AMP CEO, Craig Meller
AMP CEO, Craig Meller

Addressing a hearing of the Parliamentary Joint Committee Inquiry into life insurance, AMP Group Executive Insurance, Megan Beer said AMP was “…working very closely with ASIC and the rest of the industry on developing standardised reporting, so we can have more confidence as an industry on how we are looking at this”.

AMP Chief Executive, Craig Meller, appearing alongside Beer at the hearing, defined churn “…as where an adviser has moved a client from one policy to another with no benefit to the client but with a remuneration payment to the adviser”.

He added that if there was a clear appropriate benefit to the client AMP would regard the move as appropriate business that fulfilled best interest obligations under FoFA.

…AMP was “…working very closely with ASIC and the rest of the industry on developing standardised reporting…”

Beer said AMP addressed any instances of churn as they happened and on their merits which required a consideration of each case on an individual basis.

“We look at it depending on an understanding of the practice and the business model the adviser runs, the age of the book and the level of new business written,” Beer said.

“When we do see lapse rates elevated above the average for a similar type of book the adviser has,  it might be 15 to 20 per cent, our first port of call is to discuss that with the adviser to understand what is happening there and if appropriate to raise it with their licensee,” Beer added.

Meller said AMP was aware of when churn may be taking place and had developed audit and data systems that helped identify possible instances of churn.

“We can look at particular risk indicators across the portfolio and say this indicator could be of a problem and be much more focused where we apply those audits,” Meller said, adding that any adviser in the AMP network found churning was terminated immediately and the behaviour reported to ASIC under AMP’s breach reporting requirements.



8 COMMENTS

  1. I wonder if the AMP’s view of no benefit to the client would include the fact that when that company increased old National Mutual Income Protection policies on level rates by 30.0%, recently, is that considered by them as “churn” when moved to another insurer.

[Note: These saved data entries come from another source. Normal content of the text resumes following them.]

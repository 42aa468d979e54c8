//! Cache Context
//!
//! Owns the fetch client and the version monitor for one origin.

use std::sync::Arc;
use std::time::Duration;

use tracing::info;

use crate::cache::{EvictionPolicy, FileBackend, StorageBackend, Store};
use crate::config::Config;
use crate::error::Result;
use crate::fetch::{HttpTransport, OriginCache, Transport};
use crate::tasks::VersionMonitor;

/// Timeout for a single origin request.
const ORIGIN_TIMEOUT: Duration = Duration::from_secs(10);

// == Cache Context ==
/// Explicitly opened cache for one origin.
///
/// Share it behind an `Arc`; call [`CacheContext::close`] on shutdown.
#[derive(Debug)]
pub struct CacheContext {
    cache: Arc<OriginCache>,
    monitor: Arc<VersionMonitor>,
}

impl CacheContext {
    /// Opens the persisted store under `config.cache_dir` and an HTTP
    /// transport to `config.origin_url`.
    ///
    /// The version monitor is created stopped.
    pub fn open(config: &Config) -> Result<Self> {
        let backend = FileBackend::open(&config.cache_dir)?;
        let transport = HttpTransport::new(config.origin_url.clone(), ORIGIN_TIMEOUT)?;
        info!(
            "Opened cache at {} for origin {}",
            backend.path().display(),
            config.origin_url
        );
        Ok(Self::open_with(config, Box::new(backend), Arc::new(transport)))
    }

    /// Builds a context over the given medium and transport.
    pub fn open_with(
        config: &Config,
        backend: Box<dyn StorageBackend>,
        transport: Arc<dyn Transport>,
    ) -> Self {
        let policy = EvictionPolicy::new(config.max_cache_bytes, config.cleanup_threshold);
        let store = Store::new(backend, config.namespace.clone(), policy);
        let cache = Arc::new(OriginCache::new(store, transport, config.default_ttl()));
        let monitor = Arc::new(VersionMonitor::from_config(Arc::clone(&cache), config));
        Self { cache, monitor }
    }

    /// The fetch-through-cache client.
    pub fn cache(&self) -> &Arc<OriginCache> {
        &self.cache
    }

    /// The version monitor.
    pub fn monitor(&self) -> &Arc<VersionMonitor> {
        &self.monitor
    }

    /// Stops background work.
    pub fn close(&self) {
        self.monitor.stop();
        info!("Cache context closed");
    }
}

    just because applicants will face another insurers current level rates albeit that they may be higher than the AMP increase, the morality question for the client and the adviser is, why would you want to stay with a company that arbitrarily can increase level rates at will.

    Life companies have been guilty of increasing Group Life policies by 85.0%, with 2 months notice. They have been guilty of loading old legacy products by 53.0% over 2 years just to get rid of good clients with better contract terms than now available.

    They have been guilty of maintaining existing contracts for clients at a price but then replacing those existing contracts for new clients with an inferior one.

    The basis for moving clients needs closer scrutiny than just what’s in it for the adviser !

  2. This is brilliant. The horse has bolted and now someone is finally asking what defines a churn. Should this have been done right at the outset of the whole farcical sorry affair. No one still really knows however what constitutes a churn.
    AMP state they know and were knocking on advisers doors. No doubt AMP have told this story before, but the regulators had ear plugs in at the time.

  3. So, does this confirm that ASIC has never fully understood what churn is?

    The AMP CEO has concisely defined in one sentence, a clear and correct definition of
    churn. So why did it take so long and at a cost of many millions of dollars, for the Industry, Regulators and the Government, to have come up with a false premise and Government Intervention, based on false information and false data, which as far as we know is continuing to be used to create false analytics, which will further exacerbate the under-insurance epidemic facing Australia and cripple Independent risk only advisers.

    Have the Insurance Companies had much input into information they are collating and
    sending to the regulators?

    Is the information truly accurate or relevant to the churn issue?

    What is clear from this article, is that this whole process has been flawed from DAY ONE and as usual, the big lobby groups have muddied the waters so they could
    push their barrows, flog their lies to an inexperienced Government, with incompetent public servants, that are institutionalised robots and effectively hoodwinked everyone into believing something that they have never proved was correct, let alone explain what it actually meant.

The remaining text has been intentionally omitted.